▶ _WHAT IS REQUIRED_: Retype every record exactly as it appears.

▶ _ENTRIES PROVIDED_:
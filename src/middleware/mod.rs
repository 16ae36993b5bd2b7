pub mod caller;

pub use caller::{identify_caller, USER_ID_HEADER};
use axum::{extract::State, http::StatusCode, Json};
use serde::{Deserialize, Serialize};
use std::sync::Arc;

use crate::redis::RedisPool;

/// Shared state of the health endpoints
#[derive(Clone)]
pub struct AppState {
    /// Present only when the Redis backend is selected
    pub redis: Option<RedisPool>,
    pub storage_backend: &'static str,
    pub model_configured: bool,
}

#[derive(Debug, Serialize, Deserialize)]
pub struct HealthResponse {
    pub status: String,
    pub version: String,
    pub components: HealthComponents,
}

#[derive(Debug, Serialize, Deserialize)]
pub struct HealthComponents {
    pub storage: ComponentStatus,
    pub model: ComponentStatus,
}

#[derive(Debug, Serialize, Deserialize)]
pub struct ComponentStatus {
    pub status: String,
    pub message: Option<String>,
}

impl ComponentStatus {
    fn healthy(message: impl Into<String>) -> Self {
        Self {
            status: "healthy".to_string(),
            message: Some(message.into()),
        }
    }
}

/// GET /health
///
/// A missing model credential is reported but does not degrade the service,
/// since every transform still gets the fallback answer.
pub async fn health_check(
    State(state): State<Arc<AppState>>,
) -> (StatusCode, Json<HealthResponse>) {
    let storage = match &state.redis {
        Some(redis) => match redis.ping().await {
            Ok(_) => ComponentStatus::healthy(state.storage_backend),
            Err(e) => ComponentStatus {
                status: "unhealthy".to_string(),
                message: Some(format!("Redis ping failed: {}", e)),
            },
        },
        None => ComponentStatus::healthy(state.storage_backend),
    };

    let model = if state.model_configured {
        ComponentStatus::healthy("gemini")
    } else {
        ComponentStatus {
            status: "fallback".to_string(),
            message: Some("No Gemini credential configured".to_string()),
        }
    };

    let (status_code, overall_status) = if storage.status == "healthy" {
        (StatusCode::OK, "healthy")
    } else {
        (StatusCode::SERVICE_UNAVAILABLE, "degraded")
    };

    let response = HealthResponse {
        status: overall_status.to_string(),
        version: env!("CARGO_PKG_VERSION").to_string(),
        components: HealthComponents { storage, model },
    };

    (status_code, Json(response))
}

/// GET /ping
pub async fn ping() -> &'static str {
    "pong"
}

#[cfg(test)]
mod tests {
    use super::*;

    #[tokio::test]
    async fn test_memory_backend_without_model_is_healthy() {
        let state = Arc::new(AppState {
            redis: None,
            storage_backend: "memory",
            model_configured: false,
        });

        let (status, Json(body)) = health_check(State(state)).await;

        assert_eq!(status, StatusCode::OK);
        assert_eq!(body.status, "healthy");
        assert_eq!(body.components.model.status, "fallback");
        assert_eq!(body.components.storage.message.as_deref(), Some("memory"));
    }

    #[tokio::test]
    async fn test_ping() {
        assert_eq!(ping().await, "pong");
    }
}
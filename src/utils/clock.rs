use chrono::{Local, NaiveDate};
use std::sync::Mutex;

/// Source of the calendar day that partitions the usage ledger
pub trait Clock: Send + Sync {
    fn today(&self) -> NaiveDate;
}

/// Process-local wall clock
#[derive(Debug, Default, Clone, Copy)]
pub struct SystemClock;

impl Clock for SystemClock {
    fn today(&self) -> NaiveDate {
        Local::now().date_naive()
    }
}

/// Manually driven clock for exercising day rollover
#[derive(Debug)]
pub struct FixedClock {
    day: Mutex<NaiveDate>,
}

impl FixedClock {
    pub fn new(day: NaiveDate) -> Self {
        Self {
            day: Mutex::new(day),
        }
    }

    pub fn set(&self, day: NaiveDate) {
        let mut guard = self.day.lock().unwrap_or_else(|poisoned| poisoned.into_inner());
        *guard = day;
    }

    pub fn advance_days(&self, days: u64) {
        let mut guard = self.day.lock().unwrap_or_else(|poisoned| poisoned.into_inner());
        if let Some(next) = guard.checked_add_days(chrono::Days::new(days)) {
            *guard = next;
        }
    }
}

impl Clock for FixedClock {
    fn today(&self) -> NaiveDate {
        *self.day.lock().unwrap_or_else(|poisoned| poisoned.into_inner())
    }
}
use axum::{
    async_trait,
    extract::{FromRequestParts, Request},
    http::request::Parts,
    middleware::Next,
    response::Response,
};
use std::convert::Infallible;

use crate::models::Caller;
use crate::utils::error::AppError;

/// Header carrying the opaque user id
pub const USER_ID_HEADER: &str = "x-user-id";

/// Resolve the caller and store it in the request extensions.
///
/// No header means anonymous. A header that is not valid UTF-8, blank, or
/// too long is rejected with 400 before any handler runs.
pub async fn identify_caller(mut request: Request, next: Next) -> Result<Response, AppError> {
    let header = match request.headers().get(USER_ID_HEADER) {
        Some(value) => Some(value.to_str().map_err(|_| {
            AppError::BadRequest("User id header is not valid text".to_string())
        })?),
        None => None,
    };

    let caller = Caller::from_header(header)?;
    request.extensions_mut().insert(caller);

    Ok(next.run(request).await)
}

/// Handlers take `Caller` directly; routes without the middleware see anonymous.
#[async_trait]
impl<S> FromRequestParts<S> for Caller
where
    S: Send + Sync,
{
    type Rejection = Infallible;

    async fn from_request_parts(parts: &mut Parts, _state: &S) -> Result<Self, Self::Rejection> {
        Ok(parts.extensions.get::<Caller>().cloned().unwrap_or_default())
    }
}

#[cfg(test)]
mod tests {
    use super::*;
    use axum::{
        body::Body,
        http::{Request, StatusCode},
        middleware,
        routing::get,
        Router,
    };
    use tower::ServiceExt;

    async fn whoami(caller: Caller) -> String {
        caller.user_id().unwrap_or("anonymous").to_string()
    }

    fn app() -> Router {
        Router::new()
            .route("/whoami", get(whoami))
            .layer(middleware::from_fn(identify_caller))
    }

    async fn call(header: Option<&str>) -> (StatusCode, String) {
        let mut builder = Request::builder().uri("/whoami");
        if let Some(value) = header {
            builder = builder.header(USER_ID_HEADER, value);
        }
        let response = app()
            .oneshot(builder.body(Body::empty()).unwrap())
            .await
            .unwrap();

        let status = response.status();
        let body = axum::body::to_bytes(response.into_body(), usize::MAX)
            .await
            .unwrap();
        (status, String::from_utf8(body.to_vec()).unwrap())
    }

    #[tokio::test]
    async fn test_no_header_is_anonymous() {
        assert_eq!(call(None).await, (StatusCode::OK, "anonymous".to_string()));
    }

    #[tokio::test]
    async fn test_header_identifies_user() {
        assert_eq!(
            call(Some(" user-7 ")).await,
            (StatusCode::OK, "user-7".to_string())
        );
    }

    #[tokio::test]
    async fn test_blank_header_is_bad_request() {
        let (status, _) = call(Some("  ")).await;
        assert_eq!(status, StatusCode::BAD_REQUEST);
    }
}
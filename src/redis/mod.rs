pub mod pool;

pub use pool::RedisPool;
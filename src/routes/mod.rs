pub mod api;
pub mod health;
pub mod sessions;
pub mod users;

use axum::{routing::get, Router};
use std::sync::Arc;
use std::time::Duration;
use tower_http::timeout::TimeoutLayer;

pub use api::{create_router as create_api_router, ApiState, TRANSFORM_SOURCE_HEADER};
pub use health::{health_check, ping, AppState};

/// Full application router: health endpoints at the root, the API under `/api`.
///
/// Requests still running after `request_timeout` are answered with 408.
pub fn create_app(
    api_state: ApiState,
    health_state: Arc<AppState>,
    request_timeout: Duration,
) -> Router {
    Router::new()
        .route("/health", get(health_check))
        .route("/ping", get(ping))
        .with_state(health_state)
        .nest("/api", create_api_router(api_state))
        .layer(TimeoutLayer::new(request_timeout))
}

▶ _RESULT FOR THIS TASK_:
filename src/middleware/mod.rs
repository 16ae36993b5bd2b7
pub mod caller;

pub use caller::{identify_caller, USER_ID_HEADER};
use axum::{extract::State, http::StatusCode, Json};
use serde::{Deserialize, Serialize};
use std::sync::Arc;

use crate::redis::RedisPool;

/// Shared state of the health endpoints
#[derive(Clone)]
pub struct AppState {
    /// Present only when the Redis backend is selected
    pub redis: Option<RedisPool>,
    pub storage_backend: &'static str,
    pub model_configured: bool,
}

#[derive(Debug, Serialize, Deserialize)]
pub struct HealthResponse {
    pub status: String,
    pub version: String,
    pub components: HealthComponents,
}

#[derive(Debug, Serialize, Deserialize)]
pub struct HealthComponents {
    pub storage: ComponentStatus,
    pub model: ComponentStatus,
}

#[derive(Debug, Serialize, Deserialize)]
pub struct ComponentStatus {
    pub status: String,
    pub message: Option<String>,
}

impl ComponentStatus {
    fn healthy(message: impl Into<String>) -> Self {
        Self {
            status: "healthy".to_string(),
            message: Some(message.into()),
        }
    }
}

/// GET /health
///
/// A missing model credential is reported but does not degrade the service,
/// since every transform still gets the fallback answer.
pub async fn health_check(
    State(state): State<Arc<AppState>>,
) -> (StatusCode, Json<HealthResponse>) {
    let storage = match &state.redis {
        Some(redis) => match redis.ping().await {
            Ok(_) => ComponentStatus::healthy(state.storage_backend),
            Err(e) => ComponentStatus {
                status: "unhealthy".to_string(),
                message: Some(format!("Redis ping failed: {}", e)),
            },
        },
        None => ComponentStatus::healthy(state.storage_backend),
    };

    let model = if state.model_configured {
        ComponentStatus::healthy("gemini")
    } else {
        ComponentStatus {
            status: "fallback".to_string(),
            message: Some("No Gemini credential configured".to_string()),
        }
    };

    let (status_code, overall_status) = if storage.status == "healthy" {
        (StatusCode::OK, "healthy")
    } else {
        (StatusCode::SERVICE_UNAVAILABLE, "degraded")
    };

    let response = HealthResponse {
        status: overall_status.to_string(),
        version: env!("CARGO_PKG_VERSION").to_string(),
        components: HealthComponents { storage, model },
    };

    (status_code, Json(response))
}

/// GET /ping
pub async fn ping() -> &'static str {
    "pong"
}

#[cfg(test)]
mod tests {
    use super::*;

    #[tokio::test]
    async fn test_memory_backend_without_model_is_healthy() {
        let state = Arc::new(AppState {
            redis: None,
            storage_backend: "memory",
            model_configured: false,
        });

        let (status, Json(body)) = health_check(State(state)).await;

        assert_eq!(status, StatusCode::OK);
        assert_eq!(body.status, "healthy");
        assert_eq!(body.components.model.status, "fallback");
        assert_eq!(body.components.storage.message.as_deref(), Some("memory"));
    }

    #[tokio::test]
    async fn test_ping() {
        assert_eq!(ping().await, "pong");
    }
}
filename src/utils/clock.rs
use chrono::{Local, NaiveDate};
use std::sync::Mutex;

/// Source of the calendar day that partitions the usage ledger
pub trait Clock: Send + Sync {
    fn today(&self) -> NaiveDate;
}

/// Process-local wall clock
#[derive(Debug, Default, Clone, Copy)]
pub struct SystemClock;

impl Clock for SystemClock {
    fn today(&self) -> NaiveDate {
        Local::now().date_naive()
    }
}

/// Manually driven clock for exercising day rollover
#[derive(Debug)]
pub struct FixedClock {
    day: Mutex<NaiveDate>,
}

impl FixedClock {
    pub fn new(day: NaiveDate) -> Self {
        Self {
            day: Mutex::new(day),
        }
    }

    pub fn set(&self, day: NaiveDate) {
        let mut guard = self.day.lock().unwrap_or_else(|poisoned| poisoned.into_inner());
        *guard = day;
    }

    pub fn advance_days(&self, days: u64) {
        let mut guard = self.day.lock().unwrap_or_else(|poisoned| poisoned.into_inner());
        if let Some(next) = guard.checked_add_days(chrono::Days::new(days)) {
            *guard = next;
        }
    }
}

impl Clock for FixedClock {
    fn today(&self) -> NaiveDate {
        *self.day.lock().unwrap_or_else(|poisoned| poisoned.into_inner())
    }
}
use axum::{
    async_trait,
    extract::{FromRequestParts, Request},
    http::request::Parts,
    middleware::Next,
    response::Response,
};
use std::convert::Infallible;

use crate::models::Caller;
use crate::utils::error::AppError;

/// Header carrying the opaque user id
pub const USER_ID_HEADER: &str = "x-user-id";

/// Resolve the caller and store it in the request extensions.
///
/// No header means anonymous. A header that is not valid UTF-8, blank, or
/// too long is rejected with 400 before any handler runs.
pub async fn identify_caller(mut request: Request, next: Next) -> Result<Response, AppError> {
    let header = match request.headers().get(USER_ID_HEADER) {
        Some(value) => Some(value.to_str().map_err(|_| {
            AppError::BadRequest("User id header is not valid text".to_string())
        })?),
        None => None,
    };

    let caller = Caller::from_header(header)?;
    request.extensions_mut().insert(caller);

    Ok(next.run(request).await)
}

/// Handlers take `Caller` directly; routes without the middleware see anonymous.
#[async_trait]
impl<S> FromRequestParts<S> for Caller
where
    S: Send + Sync,
{
    type Rejection = Infallible;

    async fn from_request_parts(parts: &mut Parts, _state: &S) -> Result<Self, Self::Rejection> {
        Ok(parts.extensions.get::<Caller>().cloned().unwrap_or_default())
    }
}

#[cfg(test)]
mod tests {
    use super::*;
    use axum::{
        body::Body,
        http::{Request, StatusCode},
        middleware,
        routing::get,
        Router,
    };
    use tower::ServiceExt;

    async fn whoami(caller: Caller) -> String {
        caller.user_id().unwrap_or("anonymous").to_string()
    }

    fn app() -> Router {
        Router::new()
            .route("/whoami", get(whoami))
            .layer(middleware::from_fn(identify_caller))
    }

    async fn call(header: Option<&str>) -> (StatusCode, String) {
        let mut builder = Request::builder().uri("/whoami");
        if let Some(value) = header {
            builder = builder.header(USER_ID_HEADER, value);
        }
        let response = app()
            .oneshot(builder.body(Body::empty()).unwrap())
            .await
            .unwrap();

        let status = response.status();
        let body = axum::body::to_bytes(response.into_body(), usize::MAX)
            .await
            .unwrap();
        (status, String::from_utf8(body.to_vec()).unwrap())
    }

    #[tokio::test]
    async fn test_no_header_is_anonymous() {
        assert_eq!(call(None).await, (StatusCode::OK, "anonymous".to_string()));
    }

    #[tokio::test]
    async fn test_header_identifies_user() {
        assert_eq!(
            call(Some(" user-7 ")).await,
            (StatusCode::OK, "user-7".to_string())
        );
    }

    #[tokio::test]
    async fn test_blank_header_is_bad_request() {
        let (status, _) = call(Some("  ")).await;
        assert_eq!(status, StatusCode::BAD_REQUEST);
    }
}
filename src/redis/mod.rs
pub mod pool;

pub use pool::RedisPool;
filename src/routes/mod.rs
pub mod api;
pub mod health;
pub mod sessions;
pub mod users;

use axum::{routing::get, Router};
use std::sync::Arc;
use std::time::Duration;
use tower_http::timeout::TimeoutLayer;

pub use api::{create_router as create_api_router, ApiState, TRANSFORM_SOURCE_HEADER};
pub use health::{health_check, ping, AppState};

/// Full application router: health endpoints at the root, the API under `/api`.
///
/// Requests still running after `request_timeout` are answered with 408.
pub fn create_app(
    api_state: ApiState,
    health_state: Arc<AppState>,
    request_timeout: Duration,
) -> Router {
    Router::new()
        .route("/health", get(health_check))
        .route("/ping", get(ping))
        .with_state(health_state)
        .nest("/api", create_api_router(api_state))
        .layer(TimeoutLayer::new(request_timeout))
}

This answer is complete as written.